▸ Supplied records
┄┄┄┄┄┄
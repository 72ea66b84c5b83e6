// tests/integration_tests/search_test.rs
use super::common::{create_test_file, load, setup_hello_corpus, setup_vault};
use anyhow::Result;
use zks::{Config, QueryError, SearchError, search};

fn ranked_ids(results: &[zks::QueryResult]) -> Vec<&str> {
    results.iter().map(|r| r.document.id.as_str()).collect()
}

#[test]
fn test_linked_notes_outrank_isolated_twin() -> Result<()> {
    let temp_dir = setup_hello_corpus()?;
    let corpus = load(temp_dir.path())?;

    let importance = corpus.importance();
    assert!(importance.get("A.md") > importance.get("C.md"));
    assert!(importance.get("B.md") > importance.get("C.md"));

    let results = corpus.search("hello", &[] as &[&str])?;
    assert_eq!(results.len(), 3);
    let ids = ranked_ids(&results);
    assert_eq!(ids[2], "C.md", "the unlinked note ranks last: {ids:?}");

    assert!(results[1].combined_score > results[2].combined_score);
    Ok(())
}

#[test]
fn test_unmatched_notes_are_excluded() -> Result<()> {
    let temp_dir = setup_vault()?;
    let corpus = load(temp_dir.path())?;

    let results = corpus.search("cycles", &[] as &[&str])?;
    assert_eq!(ranked_ids(&results), vec!["math/trees.md"]);
    assert!(corpus.search("nonexistentterm", &[] as &[&str])?.is_empty());
    Ok(())
}

#[test]
fn test_results_are_sorted_and_reproducible() -> Result<()> {
    let temp_dir = setup_vault()?;
    let corpus = load(temp_dir.path())?;

    let first = corpus.search("graph", &[] as &[&str])?;
    let second = corpus.search("graph", &[] as &[&str])?;
    assert_eq!(first, second);
    assert!(!first.is_empty());

    for pair in first.windows(2) {
        let ordering = pair[1].combined_score.total_cmp(&pair[0].combined_score);
        assert!(ordering.is_le(), "results out of order");
        if ordering.is_eq() {
            assert!(pair[0].document.id < pair[1].document.id);
        }
    }
    for result in &first {
        assert!(result.combined_score.is_finite() && result.combined_score >= 0.0);
        assert!(result.combined_score <= 1.0 + 1e-12);
    }
    Ok(())
}

#[test]
fn test_attribute_only_query_ranks_by_importance() -> Result<()> {
    let temp_dir = setup_vault()?;
    let corpus = load(temp_dir.path())?;

    let results = corpus.search("", &["status = \"draft\""])?;
    assert_eq!(results.len(), 2);
    // graphs.md is linked by three notes, trees.md by two.
    assert_eq!(ranked_ids(&results), vec!["math/graphs.md", "math/trees.md"]);
    for result in &results {
        assert!(result.text_score.abs() < f64::EPSILON);
        let expected = result.importance_score / corpus.importance().max();
        assert!((result.combined_score - expected).abs() < 1e-12);
    }
    Ok(())
}

#[test]
fn test_filters_restrict_before_scoring() -> Result<()> {
    let temp_dir = setup_vault()?;
    let corpus = load(temp_dir.path())?;

    let results = corpus.search("graph", &["rating>=4"])?;
    assert_eq!(ranked_ids(&results), vec!["math/graphs.md"]);

    let results = corpus.search("graph", &["tags=math", "not rating=5"])?;
    assert_eq!(ranked_ids(&results), vec!["math/trees.md"]);

    let results = corpus.query(&["created>=2024-01-01"])?;
    assert_eq!(ranked_ids(&results), vec!["journal/2024-03-01.md"]);
    Ok(())
}

#[test]
fn test_phrase_search() -> Result<()> {
    let temp_dir = setup_vault()?;
    let corpus = load(temp_dir.path())?;

    let results = corpus.search("\"connected graph\"", &[] as &[&str])?;
    assert_eq!(ranked_ids(&results), vec!["math/trees.md"]);
    assert!(corpus.search("\"graph connected\"", &[] as &[&str])?.is_empty());
    Ok(())
}

#[test]
fn test_title_is_always_in_result_metadata() -> Result<()> {
    let temp_dir = setup_vault()?;
    let corpus = load(temp_dir.path())?;

    let results = corpus.search("tree", &[] as &[&str])?;
    let trees = results
        .iter()
        .find(|r| r.document.id.as_str() == "math/trees.md")
        .ok_or_else(|| anyhow::anyhow!("trees.md missing from results"))?;
    assert_eq!(trees.document.title(), "trees");

    let json = serde_json::to_value(trees)?;
    assert_eq!(json["document"]["metadata"]["title"]["String"], "trees");
    assert_eq!(json["document"]["metadata"]["rating"]["Number"], 3.0);
    assert_eq!(json["document"]["metadata"]["tags"]["List"][0]["String"], "math");
    assert!(json["document"]["path"].as_str().is_some_and(|p| p.ends_with("trees.md")));
    Ok(())
}

#[test]
fn test_invalid_filter_is_an_error_not_empty() -> Result<()> {
    let temp_dir = setup_vault()?;
    let config = Config::new(temp_dir.path().to_path_buf());

    let err = search(&config, "graph", &["rating>"]).unwrap_err();
    assert!(matches!(err, SearchError::Query(QueryError::MissingValue(_))));

    let missing = Config::new(temp_dir.path().join("missing"));
    let err = search(&missing, "graph", &[] as &[&str]).unwrap_err();
    assert!(matches!(err, SearchError::Corpus(_)));
    Ok(())
}

#[test]
fn test_text_weight_zero_ranks_by_importance() -> Result<()> {
    let temp_dir = setup_vault()?;
    let mut config = Config::new(temp_dir.path().to_path_buf());
    config.search.text_weight = 0.0;

    let results = search(&config, "graph", &[] as &[&str])?;
    let corpus = load(temp_dir.path())?;
    for pair in results.windows(2) {
        let first = corpus.importance().get(pair[0].document.id.as_str());
        let second = corpus.importance().get(pair[1].document.id.as_str());
        assert!(first >= second);
    }
    Ok(())
}

#[test]
fn test_link_destinations_and_code_are_not_searchable() -> Result<()> {
    let temp_dir = tempfile::tempdir()?;
    create_test_file(
        temp_dir.path(),
        "docs.md",
        "Read [docs](https://example.com/rust-lang).\n\n```\nlet hidden = 1;\n```\n",
    )?;
    create_test_file(temp_dir.path(), "other.md", "Nothing to see")?;
    let corpus = load(temp_dir.path())?;

    assert!(corpus.search("https", &[] as &[&str])?.is_empty());
    assert!(corpus.search("example", &[] as &[&str])?.is_empty());
    assert!(corpus.search("hidden", &[] as &[&str])?.is_empty());
    assert_eq!(corpus.search("docs", &[] as &[&str])?.len(), 1);
    Ok(())
}

#[test]
fn test_punctuation_only_text_matches_nothing() -> Result<()> {
    let temp_dir = setup_hello_corpus()?;
    let corpus = load(temp_dir.path())?;

    assert!(corpus.search("?!", &[] as &[&str])?.is_empty());
    assert!(corpus.search("\"\"", &[] as &[&str])?.is_empty());
    assert_eq!(corpus.search("  ", &[] as &[&str])?.len(), 3);
    Ok(())
}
┄┄┄┄┄┄
▸ Aim of the task
Your answer should consist of the lines of the listing that contain "connected", copied as they stand.

▸ Your solution
    let results = corpus.search("\"connected graph\"", &[] as &[&str])?;
    assert!(corpus.search("\"graph connected\"", &[] as &[&str])?.is_empty());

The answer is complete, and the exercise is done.